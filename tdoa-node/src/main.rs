//! main.rs — TDOA receiver-node service
//!
//! Wires the pipeline together:
//!   1. Time base disciplined from GPS (PPS + fixes via a device adapter)
//!   2. Time-reference protocol over UDP (reference/status broadcasts, alerts)
//!   3. Processing fabric (worker pool + resource pool) carrying I/Q segments
//!   4. Time-difference extractor feeding the multilateration solver
//!
//! I/Q segments enter through the signal-source adapters of the deployment;
//! everything downstream of `PipelineContext` is wired here.

use std::sync::Arc;
use std::time::Duration;

use anyhow::Context;
use clap::Parser;
use tracing::{info, warn};

use tdoa_node::config::NodeConfig;
use tdoa_node::extractor::TimeDifferenceExtractor;
use tdoa_node::protocol::TimeReferenceProtocol;
use tdoa_node::solver::MultilaterationSolver;
use tdoa_node::time_base::TimeBase;
use tdoa_node::transport::UdpTransport;
use tdoa_node::{gps, PipelineContext};

// ── CLI ───────────────────────────────────────────────────────────────────────

#[derive(Parser, Debug)]
#[command(name = "tdoa-node", about = "TDOA geolocation receiver node")]
struct Args {
    /// Config file path
    #[arg(short, long, default_value = "config.toml")]
    config: String,
    /// Node id on the time-reference protocol (overrides config)
    #[arg(long)]
    node_id: Option<String>,
    /// Local UDP port (overrides config)
    #[arg(long)]
    port: Option<u16>,
}

#[tokio::main]
async fn main() -> anyhow::Result<()> {
    tracing_subscriber::fmt()
        .with_env_filter(
            tracing_subscriber::EnvFilter::try_from_default_env()
                .unwrap_or_else(|_| "tdoa_node=info".into()),
        )
        .init();

    let args = Args::parse();

    let config_text = std::fs::read_to_string(&args.config)
        .unwrap_or_else(|_| include_str!("../config.toml").to_string());
    let mut node_config = NodeConfig::from_toml(&config_text).context("loading configuration")?;
    if let Some(node_id) = args.node_id {
        node_config.protocol.node_id = node_id;
    }
    if let Some(port) = args.port {
        node_config.protocol.port = port;
    }
    let node_id = if node_config.protocol.node_id.is_empty() {
        format!("tdoa-{}", uuid::Uuid::new_v4().simple())
    } else {
        node_config.protocol.node_id.clone()
    };

    info!("starting TDOA node '{node_id}'");

    // Fabric: worker pool + resource accounting
    let context = PipelineContext::new(&node_config).context("building pipeline context")?;

    // Time base; PPS/fix feeds attach through the configured GPS adapter
    let gps_kind = gps::GpsDeviceKind::parse(&node_config.time_base.gps_device)
        .context("selecting GPS adapter")?;
    info!("GPS adapter: {gps_kind:?} at {}", node_config.time_base.gps_path);
    let (time_base, sync_events) = TimeBase::new(node_config.time_base_config());
    time_base.initialize(0.0);
    time_base.start();
    let _monitor = time_base.spawn_monitor();

    // Time-reference protocol over UDP
    let (transport, incoming) = UdpTransport::bind(node_id.clone(), node_config.transport_config())
        .await
        .context("binding protocol transport")?;
    let (protocol, mut alerts) =
        TimeReferenceProtocol::new(time_base.clone(), transport, node_config.protocol_config());
    protocol.start(incoming);

    // Measurement chain: extractor events drive the solver
    let (extractor, diff_events) = TimeDifferenceExtractor::new(node_config.extractor_config());
    let extractor = Arc::new(extractor);
    let solver = MultilaterationSolver::new(node_config.solver_config());
    {
        let extractor = extractor.clone();
        tokio::task::spawn_blocking(move || {
            while let Ok(set) = diff_events.recv() {
                let fix = solver.solve(&set, &extractor.sources());
                if fix.valid {
                    info!(
                        "position fix ({:.1}, {:.1}) m, gdop {:.1}, confidence {:.2}",
                        fix.position.x, fix.position.y, fix.gdop.gdop, fix.position.confidence
                    );
                } else {
                    warn!("no position fix: {}", fix.diagnostic);
                }
            }
        });
    }

    // Surface sync events and peer alerts
    tokio::task::spawn_blocking(move || {
        while let Ok(event) = sync_events.recv() {
            info!("sync event: {}", event.message);
        }
    });
    tokio::spawn(async move {
        while let Some(alert) = alerts.recv().await {
            warn!("peer alert: {}", alert.message);
        }
    });

    // Periodic health log
    let stats_protocol = protocol.clone();
    let stats_base = time_base.clone();
    let stats_pool = context.resources.clone();
    tokio::spawn(async move {
        let mut ticker = tokio::time::interval(Duration::from_secs(30));
        loop {
            ticker.tick().await;
            let sync = stats_base.statistics();
            let proto = stats_protocol.statistics();
            info!(
                "health: status={:?} drift={:.1}ppb adev={:.2e} peers={} sent={} recv={} pending-resources={}",
                stats_base.status(),
                sync.drift_ppb,
                sync.allan_deviation,
                stats_protocol.peers().len(),
                proto.messages_sent,
                proto.messages_received,
                stats_pool.pending_count(),
            );
        }
    });

    info!(
        "pipeline ready: {} workers, queue {} ({})",
        context.engine.worker_count(),
        node_config.engine.max_queue_size,
        node_config.engine.backpressure
    );

    // Run until interrupted
    tokio::signal::ctrl_c().await.context("waiting for shutdown signal")?;
    info!("shutting down");
    protocol.stop();
    Ok(())
}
____
■ **The task**: Output the data exactly, so that every line matches the original.

■ **Exercise solution**:
filename tdoa-node/src/main.rs
//! main.rs — TDOA receiver-node service
//!
//! Wires the pipeline together:
//!   1. Time base disciplined from GPS (PPS + fixes via a device adapter)
//!   2. Time-reference protocol over UDP (reference/status broadcasts, alerts)
//!   3. Processing fabric (worker pool + resource pool) carrying I/Q segments
//!   4. Time-difference extractor feeding the multilateration solver
//!
//! I/Q segments enter through the signal-source adapters of the deployment;
//! everything downstream of `PipelineContext` is wired here.

use std::sync::Arc;
use std::time::Duration;

use anyhow::Context;
use clap::Parser;
use tracing::{info, warn};

use tdoa_node::config::NodeConfig;
use tdoa_node::extractor::TimeDifferenceExtractor;
use tdoa_node::protocol::TimeReferenceProtocol;
use tdoa_node::solver::MultilaterationSolver;
use tdoa_node::time_base::TimeBase;
use tdoa_node::transport::UdpTransport;
use tdoa_node::{gps, PipelineContext};

// ── CLI ───────────────────────────────────────────────────────────────────────

#[derive(Parser, Debug)]
#[command(name = "tdoa-node", about = "TDOA geolocation receiver node")]
struct Args {
    /// Config file path
    #[arg(short, long, default_value = "config.toml")]
    config: String,
    /// Node id on the time-reference protocol (overrides config)
    #[arg(long)]
    node_id: Option<String>,
    /// Local UDP port (overrides config)
    #[arg(long)]
    port: Option<u16>,
}

#[tokio::main]
async fn main() -> anyhow::Result<()> {
    tracing_subscriber::fmt()
        .with_env_filter(
            tracing_subscriber::EnvFilter::try_from_default_env()
                .unwrap_or_else(|_| "tdoa_node=info".into()),
        )
        .init();

    let args = Args::parse();

    let config_text = std::fs::read_to_string(&args.config)
        .unwrap_or_else(|_| include_str!("../config.toml").to_string());
    let mut node_config = NodeConfig::from_toml(&config_text).context("loading configuration")?;
    if let Some(node_id) = args.node_id {
        node_config.protocol.node_id = node_id;
    }
    if let Some(port) = args.port {
        node_config.protocol.port = port;
    }
    let node_id = if node_config.protocol.node_id.is_empty() {
        format!("tdoa-{}", uuid::Uuid::new_v4().simple())
    } else {
        node_config.protocol.node_id.clone()
    };

    info!("starting TDOA node '{node_id}'");

    // Fabric: worker pool + resource accounting
    let context = PipelineContext::new(&node_config).context("building pipeline context")?;

    // Time base; PPS/fix feeds attach through the configured GPS adapter
    let gps_kind = gps::GpsDeviceKind::parse(&node_config.time_base.gps_device)
        .context("selecting GPS adapter")?;
    info!("GPS adapter: {gps_kind:?} at {}", node_config.time_base.gps_path);
    let (time_base, sync_events) = TimeBase::new(node_config.time_base_config());
    time_base.initialize(0.0);
    time_base.start();
    let _monitor = time_base.spawn_monitor();

    // Time-reference protocol over UDP
    let (transport, incoming) = UdpTransport::bind(node_id.clone(), node_config.transport_config())
        .await
        .context("binding protocol transport")?;
    let (protocol, mut alerts) =
        TimeReferenceProtocol::new(time_base.clone(), transport, node_config.protocol_config());
    protocol.start(incoming);

    // Measurement chain: extractor events drive the solver
    let (extractor, diff_events) = TimeDifferenceExtractor::new(node_config.extractor_config());
    let extractor = Arc::new(extractor);
    let solver = MultilaterationSolver::new(node_config.solver_config());
    {
        let extractor = extractor.clone();
        tokio::task::spawn_blocking(move || {
            while let Ok(set) = diff_events.recv() {
                let fix = solver.solve(&set, &extractor.sources());
                if fix.valid {
                    info!(
                        "position fix ({:.1}, {:.1}) m, gdop {:.1}, confidence {:.2}",
                        fix.position.x, fix.position.y, fix.gdop.gdop, fix.position.confidence
                    );
                } else {
                    warn!("no position fix: {}", fix.diagnostic);
                }
            }
        });
    }

    // Surface sync events and peer alerts
    tokio::task::spawn_blocking(move || {
        while let Ok(event) = sync_events.recv() {
            info!("sync event: {}", event.message);
        }
    });
    tokio::spawn(async move {
        while let Some(alert) = alerts.recv().await {
            warn!("peer alert: {}", alert.message);
        }
    });

    // Periodic health log
    let stats_protocol = protocol.clone();
    let stats_base = time_base.clone();
    let stats_pool = context.resources.clone();
    tokio::spawn(async move {
        let mut ticker = tokio::time::interval(Duration::from_secs(30));
        loop {
            ticker.tick().await;
            let sync = stats_base.statistics();
            let proto = stats_protocol.statistics();
            info!(
                "health: status={:?} drift={:.1}ppb adev={:.2e} peers={} sent={} recv={} pending-resources={}",
                stats_base.status(),
                sync.drift_ppb,
                sync.allan_deviation,
                stats_protocol.peers().len(),
                proto.messages_sent,
                proto.messages_received,
                stats_pool.pending_count(),
            );
        }
    });

    info!(
        "pipeline ready: {} workers, queue {} ({})",
        context.engine.worker_count(),
        node_config.engine.max_queue_size,
        node_config.engine.backpressure
    );

    // Run until interrupted
    tokio::signal::ctrl_c().await.context("waiting for shutdown signal")?;
    info!("shutting down");
    protocol.stop();
    Ok(())
}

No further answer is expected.